The government and the Revolutionary Armed Forces of Colombia (FARC), formerly the country’s largest guerrilla insurgency group, continued to implement the November 2016 peace accord. The agreement provides for the creation of a Comprehensive System for Truth, Justice, Reparation and Non-Repetition, including the establishment of a Special Jurisdiction for Peace (SJP, or JEP in Spanish) designed to investigate and ensure accountability for serious conflict-related crimes. The FARC completed its disarmament on August 15, and former members reincorporated as a political party on September 1. The government and a smaller guerrilla force, the National Liberation Army (ELN), announced on September 4 a temporary, bilateral ceasefire (the first-ever such agreement during the 50-year conflict with the ELN), which began on October 1 while peace talks continued. There were reports the ELN violated the agreement during the year. The ELN perpetrated armed attacks across the country for much of the year, mostly prior to the temporary ceasefire. In September the government received an offer from the Gulf Clan (formerly known as Clan Usuga or Los Urabenos), the country’s largest criminal organization, to demobilize through a surrender (“sometimiento”) process, or submission to justice. Illegal armed groups and drug trafficking gangs continued to operate, with approximately 2,900 members nationwide. Illegal armed groups, as well as narcotics traffickers, were significant perpetrators of human rights abuses and violent crimes and committed acts of extrajudicial and unlawful killings, political killings, extortion, kidnapping, torture, human trafficking, bombings and use of landmines, restriction on freedom of movement, recruitment and use of child soldiers, and intimidation of journalists, women, and human rights defenders.

Section 2. Respect for Civil Liberties, Including:

The law provides for freedom of expression, including for the press, and the government generally respected this right. Violence and harassment, as well as the criminalization of libel, inhibited freedom of the press, and the government frequently influenced the press, in part through its large advertising budgets.
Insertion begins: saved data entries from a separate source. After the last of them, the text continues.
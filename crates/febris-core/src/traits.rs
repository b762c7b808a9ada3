//! Engine trait definitions.
//!
//! The two traits are the only seams between a request and the reasoning
//! engines:
//!
//! - `SymbolicReasoner`: weighted rules over a knowledge base
//! - `ProbabilisticReasoner`: exact inference over a Bayesian network
//!
//! Implementations hold only immutable data built at startup, so a single
//! instance serves any number of concurrent requests.

use febris_contracts::{
    assessment::{Observations, ProbabilisticAssessment, RuleAssessment},
    error::FebrisResult,
    evidence::PatientEvidence,
    language::Language,
};

/// The rule-based opinion.
pub trait SymbolicReasoner: Send + Sync {
    /// Classify the patient and explain why.
    ///
    /// Infallible: missing knowledge degrades the verdict toward dual
    /// suspicion instead of failing. `lang` selects wording only.
    fn evaluate(&self, evidence: &PatientEvidence, lang: Language) -> RuleAssessment;
}

/// The probabilistic opinion.
pub trait ProbabilisticReasoner: Send + Sync {
    /// Map canonical evidence onto this model's observable nodes.
    fn observe(&self, evidence: &PatientEvidence) -> Observations;

    /// Compute posterior disease probabilities given `observations`.
    ///
    /// Returns `FebrisError::InvalidQuery` for an unknown node, an
    /// out-of-range state, or impossible evidence.
    fn assess(&self, observations: &Observations) -> FebrisResult<ProbabilisticAssessment>;

    /// Render a one-line human description of `assessment`.
    fn summarize(&self, assessment: &ProbabilisticAssessment, lang: Language) -> String;
}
The independent media were active and expressed a wide variety of views without restriction.

Violence and Harassment: According to the domestic NGO Foundation for Press Freedom (FLIP), through December 11, there were 302 incidents of violence and harassment against journalists, including the killing of one journalist, although FLIP noted many other incidents might have gone unreported in the most dangerous areas of the country. During the same period, FLIP reported 128 threats, some aimed simultaneously at more than one journalist. FLIP also reported six journalists were illegally detained, 43 journalists were physically attacked, and 14 were stigmatized or harassed due to their work. According to FLIP, the justice sector brought to trial eight persons involved in four cases of violence against journalists, although investigations continued.

As of July the Human Rights Unit of the Attorney General’s Office was investigating 46 active cases of crimes against journalists. Eight cases were in the trial stage, and one person was convicted for such crimes.
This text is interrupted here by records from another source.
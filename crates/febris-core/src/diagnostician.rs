//! The FEBRIS diagnostician: one request in, two independent opinions out.
//!
//! Pipeline per request:
//!
//!   RawAnswers → normalize → PatientEvidence ─┬→ SymbolicReasoner::evaluate
//!                                              └→ ProbabilisticReasoner::observe → assess
//!
//! Both engines read the same `PatientEvidence` value. The probabilistic
//! branch may fail with a caller error; that failure is recorded in the
//! report and never affects the rule-based opinion or any other request.

use std::sync::Arc;

use chrono::Utc;
use tracing::{debug, info, warn};

use febris_contracts::{
    evidence::{PatientEvidence, RawAnswers},
    language::Language,
    report::{CaseId, DualReport, ProbabilisticOutcome},
};

use crate::{
    intake::normalize,
    traits::{ProbabilisticReasoner, SymbolicReasoner},
};

/// Runs both reasoning engines for each diagnosis request.
///
/// Construct once at startup and share by reference (or `Arc`) across
/// request handlers. Holds no per-request state.
#[derive(Clone)]
pub struct Diagnostician {
    rules: Arc<dyn SymbolicReasoner>,
    network: Arc<dyn ProbabilisticReasoner>,
}

impl Diagnostician {
    /// Create a diagnostician over already-built, immutable engines.
    pub fn new(rules: Arc<dyn SymbolicReasoner>, network: Arc<dyn ProbabilisticReasoner>) -> Self {
        Self { rules, network }
    }

    /// Normalize `raw` and produce both opinions.
    pub fn diagnose(&self, raw: &RawAnswers, lang: Language) -> DualReport {
        self.diagnose_evidence(normalize(raw), lang)
    }

    /// Produce both opinions for already-normalized evidence.
    pub fn diagnose_evidence(&self, evidence: PatientEvidence, lang: Language) -> DualReport {
        let case_id = CaseId::new();

        debug!(case_id = %case_id.0, language = %lang, "diagnosis starting");

        // ── Rule-based opinion ───────────────────────────────────────────────
        let deterministic = self.rules.evaluate(&evidence, lang);

        // ── Probabilistic opinion ────────────────────────────────────────────
        let observations = self.network.observe(&evidence);
        let probabilistic = match self.network.assess(&observations) {
            Ok(assessment) => {
                let summary = self.network.summarize(&assessment, lang);
                ProbabilisticOutcome::Assessed { assessment, summary }
            }
            Err(e) => {
                warn!(case_id = %case_id.0, error = %e, "probabilistic assessment failed");
                ProbabilisticOutcome::Failed { reason: e.to_string() }
            }
        };

        info!(
            case_id = %case_id.0,
            classification = ?deterministic.classification,
            alarm_active = deterministic.alarm_active,
            dengue = ?probabilistic.assessment().map(|a| a.dengue_probability),
            covid = ?probabilistic.assessment().map(|a| a.covid_probability),
            "diagnosis complete"
        );

        DualReport {
            case_id,
            evaluated_at: Utc::now(),
            language: lang,
            evidence,
            deterministic,
            probabilistic,
        }
    }
}

// ── Tests ────────────────────────────────────────────────────────────────────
On September 8, in the case of journalist Flor Alba Nunez Vargas, Juan Camilo Ortiz was sentenced to 47 years in prison, while Ortiz’s alleged accomplice, Jaumeth Albeiro Florez, known by the alias “Chori,” remained at large. The intellectual authors of the crime were unknown.

As of June 30, the National Protection Unit (NPU) provided protection services to 15 journalists. The NPU’s Protocol for Attention to Cases of Journalists and/or Social Communicators, issued in September 2016, aimed to provide more robust risk studies and meet the particular needs of this group. Some NGOs raised concerns about perceived shortcomings in the NPU, such as delays in protection being granted and in the appropriateness of measures to specific threats.
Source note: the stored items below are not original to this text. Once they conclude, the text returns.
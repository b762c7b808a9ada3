//! Message catalogue for rule-engine verdicts.
//!
//! Wording only. Every function here is a pure mapping from an already
//! decided verdict and its numbers to text in the requested language.

use febris_contracts::{
    assessment::{Classification, Disease, DiseaseScores},
    language::Language,
};

pub fn label(classification: Classification, lang: Language) -> String {
    let text = match (classification, lang) {
        (Classification::Severe { dominant: Some(Disease::Dengue) }, Language::Es) => {
            "CASO GRAVE: sospecha de Dengue con signos de alarma"
        }
        (Classification::Severe { dominant: Some(Disease::Dengue) }, Language::En) => {
            "SEVERE CASE: suspected Dengue with warning signs"
        }
        (Classification::Severe { dominant: Some(Disease::Covid) }, Language::Es) => {
            "CASO GRAVE: sospecha de COVID-19 con signos de alarma"
        }
        (Classification::Severe { dominant: Some(Disease::Covid) }, Language::En) => {
            "SEVERE CASE: suspected COVID-19 with warning signs"
        }
        (Classification::Severe { dominant: None }, Language::Es) => {
            "CASO GRAVE: cuadro dual indeterminado"
        }
        (Classification::Severe { dominant: None }, Language::En) => {
            "SEVERE CASE: indeterminate dual presentation"
        }
        (Classification::LikelyDengue, Language::Es) => "Alta probabilidad de Dengue",
        (Classification::LikelyDengue, Language::En) => "High probability of Dengue",
        (Classification::LikelyCovid, Language::Es) => "Alta probabilidad de COVID-19",
        (Classification::LikelyCovid, Language::En) => "High probability of COVID-19",
        (Classification::DualSuspicion, Language::Es) => {
            "Sospecha dual / posible coinfección Dengue y COVID-19"
        }
        (Classification::DualSuspicion, Language::En) => {
            "Dual suspicion / possible Dengue and COVID-19 co-infection"
        }
    };
    text.to_string()
}

pub fn action(classification: Classification, lang: Language) -> String {
    let text = match (classification, lang) {
        (Classification::LikelyDengue, Language::Es) => {
            "Test NS1 para Dengue + aislamiento vectorial (mosquitero, repelente)"
        }
        (Classification::LikelyDengue, Language::En) => {
            "NS1 test for Dengue + vector isolation (bed net, repellent)"
        }
        (Classification::LikelyCovid, Language::Es) => {
            "Test PCR para COVID-19 + aislamiento respiratorio"
        }
        (Classification::LikelyCovid, Language::En) => {
            "PCR test for COVID-19 + respiratory isolation"
        }
        // Severe cases use the alarm's own action; this is only reached when
        // the alarm left none.
        (Classification::DualSuspicion | Classification::Severe { .. }, Language::Es) => {
            "Aislamiento mixto (vectorial y respiratorio) + Test NS1 + PCR COVID"
        }
        (Classification::DualSuspicion | Classification::Severe { .. }, Language::En) => {
            "Mixed isolation (vector and respiratory) + NS1 test + COVID PCR"
        }
    };
    text.to_string()
}

pub fn justification(
    classification: Classification,
    scores: DiseaseScores,
    margin: f64,
    alarms: &[String],
    lang: Language,
) -> String {
    let (dengue, covid) = (scores.dengue, scores.covid);
    match (classification, lang) {
        (Classification::Severe { .. }, Language::Es) => format!(
            "Signos de alarma: {}. Puntajes: Dengue {}, COVID-19 {}.",
            alarms.join("; "),
            dengue,
            covid
        ),
        (Classification::Severe { .. }, Language::En) => format!(
            "Warning signs: {}. Scores: Dengue {}, COVID-19 {}.",
            alarms.join("; "),
            dengue,
            covid
        ),
        (Classification::LikelyDengue, Language::Es) => format!(
            "El puntaje de Dengue ({}) supera al de COVID-19 ({}) por más de {} puntos.",
            dengue, covid, margin
        ),
        (Classification::LikelyDengue, Language::En) => format!(
            "Dengue score ({}) exceeds COVID-19 score ({}) by more than {} points.",
            dengue, covid, margin
        ),
        (Classification::LikelyCovid, Language::Es) => format!(
            "El puntaje de COVID-19 ({}) supera al de Dengue ({}) por más de {} puntos.",
            covid, dengue, margin
        ),
        (Classification::LikelyCovid, Language::En) => format!(
            "COVID-19 score ({}) exceeds Dengue score ({}) by more than {} points.",
            covid, dengue, margin
        ),
        (Classification::DualSuspicion, Language::Es) => format!(
            "Puntajes cercanos (Dengue {}, COVID-19 {}): la diferencia no supera {} puntos; no se descarta coinfección.",
            dengue, covid, margin
        ),
        (Classification::DualSuspicion, Language::En) => format!(
            "Close scores (Dengue {}, COVID-19 {}): the difference does not exceed {} points; co-infection cannot be ruled out.",
            dengue, covid, margin
        ),
    }
}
Censorship or Content Restrictions: FLIP alleged that some journalists practiced self-censorship due to fear of being sued under libel laws or of being physically attacked, mostly by nongovernment actors. FLIP argued that the high degree of impunity for those who committed aggressions against journalists was also a factor.

Libel/Slander Laws: By law slander and libel are crimes. There is no specific law against slandering public officials, and the government did not use prosecution to prevent media from criticizing government policies or public officials. Political candidates, businesspersons, and others, however, publicly threatened to sue journalists for expressing their opinions, alleging defamation or libel. FLIP reported no new cases were filed against journalists for libel or slander as of August 18, although 27 prosecutions of journalists for libel or slander continued from 2013.

Nongovernmental Impact: Members of illegal armed groups sought to inhibit freedom of expression by intimidating, threatening, kidnapping, and killing journalists. National and international NGOs reported local media representatives regularly practiced self-censorship because of threats of violence from these groups.

INTERNET FREEDOM

The government did not restrict or disrupt access to the internet or censor online content, and there were no credible reports that the government monitored private online communications without appropriate legal authority. Due to the general climate of violence and impunity, self-censorship occurred both online and offline, particularly within communities at risk in rural areas.

The 2016 investigation continued into past abuses by the Army Intelligence Unit known as “Andromeda” (see section 1.f.).

The International Telecommunication Union estimated 58 percent of the population used the internet in 2016.

ACADEMIC FREEDOM AND CULTURAL EVENTS

There were no government restrictions on academic freedom or cultural events.

The law provides for the freedoms of peaceful assembly and association, and the government generally respected these rights.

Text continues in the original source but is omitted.